**Task instructions:** Which of the lines below mention the word "DirectionalSpectrum"? Pull each one out.

**Records for processing:**
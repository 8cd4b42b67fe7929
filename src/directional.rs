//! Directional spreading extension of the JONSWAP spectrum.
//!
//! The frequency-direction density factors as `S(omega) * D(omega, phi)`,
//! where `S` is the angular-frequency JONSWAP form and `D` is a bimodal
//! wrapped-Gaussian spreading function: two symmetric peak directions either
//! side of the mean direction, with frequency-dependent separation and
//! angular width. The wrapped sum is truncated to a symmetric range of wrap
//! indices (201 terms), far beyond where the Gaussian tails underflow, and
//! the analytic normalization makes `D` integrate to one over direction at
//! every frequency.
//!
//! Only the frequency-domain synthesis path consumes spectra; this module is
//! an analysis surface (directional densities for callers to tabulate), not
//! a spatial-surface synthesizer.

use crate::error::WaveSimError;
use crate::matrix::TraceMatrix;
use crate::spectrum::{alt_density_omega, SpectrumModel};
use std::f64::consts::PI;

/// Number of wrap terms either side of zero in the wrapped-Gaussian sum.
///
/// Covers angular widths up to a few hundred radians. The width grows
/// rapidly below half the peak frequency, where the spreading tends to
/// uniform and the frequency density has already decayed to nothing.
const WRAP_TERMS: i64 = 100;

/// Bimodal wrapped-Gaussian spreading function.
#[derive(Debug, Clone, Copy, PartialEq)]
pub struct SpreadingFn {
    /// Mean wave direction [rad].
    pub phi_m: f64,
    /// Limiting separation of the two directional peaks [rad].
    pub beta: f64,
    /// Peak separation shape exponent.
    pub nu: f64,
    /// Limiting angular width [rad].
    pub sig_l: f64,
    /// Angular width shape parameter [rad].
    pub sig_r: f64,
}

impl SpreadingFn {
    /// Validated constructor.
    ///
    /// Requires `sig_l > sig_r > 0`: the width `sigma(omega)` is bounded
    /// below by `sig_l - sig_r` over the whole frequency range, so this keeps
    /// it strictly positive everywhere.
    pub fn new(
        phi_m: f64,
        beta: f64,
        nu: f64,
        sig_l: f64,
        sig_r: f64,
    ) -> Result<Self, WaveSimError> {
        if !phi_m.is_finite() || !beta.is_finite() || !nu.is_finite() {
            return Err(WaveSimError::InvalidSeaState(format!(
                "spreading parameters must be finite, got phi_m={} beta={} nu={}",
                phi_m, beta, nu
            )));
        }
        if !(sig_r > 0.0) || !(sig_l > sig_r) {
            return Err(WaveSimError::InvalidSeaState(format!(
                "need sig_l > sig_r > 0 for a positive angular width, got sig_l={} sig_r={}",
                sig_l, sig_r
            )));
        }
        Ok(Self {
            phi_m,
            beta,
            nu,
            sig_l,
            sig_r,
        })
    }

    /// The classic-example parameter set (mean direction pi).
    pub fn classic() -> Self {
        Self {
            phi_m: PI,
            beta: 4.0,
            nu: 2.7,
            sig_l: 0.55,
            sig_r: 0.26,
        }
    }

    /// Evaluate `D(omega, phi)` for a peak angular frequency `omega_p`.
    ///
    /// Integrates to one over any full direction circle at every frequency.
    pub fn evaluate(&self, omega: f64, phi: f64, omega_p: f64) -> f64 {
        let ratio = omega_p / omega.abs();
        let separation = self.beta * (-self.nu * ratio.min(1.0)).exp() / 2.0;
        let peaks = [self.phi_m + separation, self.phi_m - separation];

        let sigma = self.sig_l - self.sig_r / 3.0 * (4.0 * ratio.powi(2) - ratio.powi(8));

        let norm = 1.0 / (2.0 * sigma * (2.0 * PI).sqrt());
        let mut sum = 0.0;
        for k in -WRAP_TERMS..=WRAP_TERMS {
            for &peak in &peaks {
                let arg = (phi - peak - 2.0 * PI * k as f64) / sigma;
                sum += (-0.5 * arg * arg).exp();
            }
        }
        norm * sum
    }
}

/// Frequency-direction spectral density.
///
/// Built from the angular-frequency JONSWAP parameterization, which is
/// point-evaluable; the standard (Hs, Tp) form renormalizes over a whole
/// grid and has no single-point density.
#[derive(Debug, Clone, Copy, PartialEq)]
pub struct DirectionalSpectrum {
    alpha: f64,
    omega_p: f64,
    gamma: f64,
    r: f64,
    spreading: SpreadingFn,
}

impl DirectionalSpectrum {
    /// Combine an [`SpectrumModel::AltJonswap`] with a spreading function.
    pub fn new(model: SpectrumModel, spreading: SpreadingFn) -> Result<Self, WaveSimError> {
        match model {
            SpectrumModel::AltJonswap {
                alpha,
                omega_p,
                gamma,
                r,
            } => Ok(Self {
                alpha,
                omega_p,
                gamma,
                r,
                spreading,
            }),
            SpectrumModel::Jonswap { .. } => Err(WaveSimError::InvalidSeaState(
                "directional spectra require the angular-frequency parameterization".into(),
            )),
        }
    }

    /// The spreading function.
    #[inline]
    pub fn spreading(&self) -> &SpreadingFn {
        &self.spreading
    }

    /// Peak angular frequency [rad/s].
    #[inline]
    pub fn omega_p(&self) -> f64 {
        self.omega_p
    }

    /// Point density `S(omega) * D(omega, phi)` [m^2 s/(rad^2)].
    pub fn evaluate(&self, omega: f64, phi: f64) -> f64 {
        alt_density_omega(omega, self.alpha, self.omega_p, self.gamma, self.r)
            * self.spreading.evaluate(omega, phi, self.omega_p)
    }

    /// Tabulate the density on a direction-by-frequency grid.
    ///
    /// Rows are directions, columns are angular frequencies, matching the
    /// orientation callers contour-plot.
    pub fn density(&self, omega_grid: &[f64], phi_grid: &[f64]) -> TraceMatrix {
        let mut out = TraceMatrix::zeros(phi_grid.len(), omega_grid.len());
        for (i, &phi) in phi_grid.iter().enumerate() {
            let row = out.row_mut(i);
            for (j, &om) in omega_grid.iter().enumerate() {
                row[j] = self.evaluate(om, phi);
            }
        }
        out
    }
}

**Solution to the problem:**
pub struct DirectionalSpectrum {
impl DirectionalSpectrum {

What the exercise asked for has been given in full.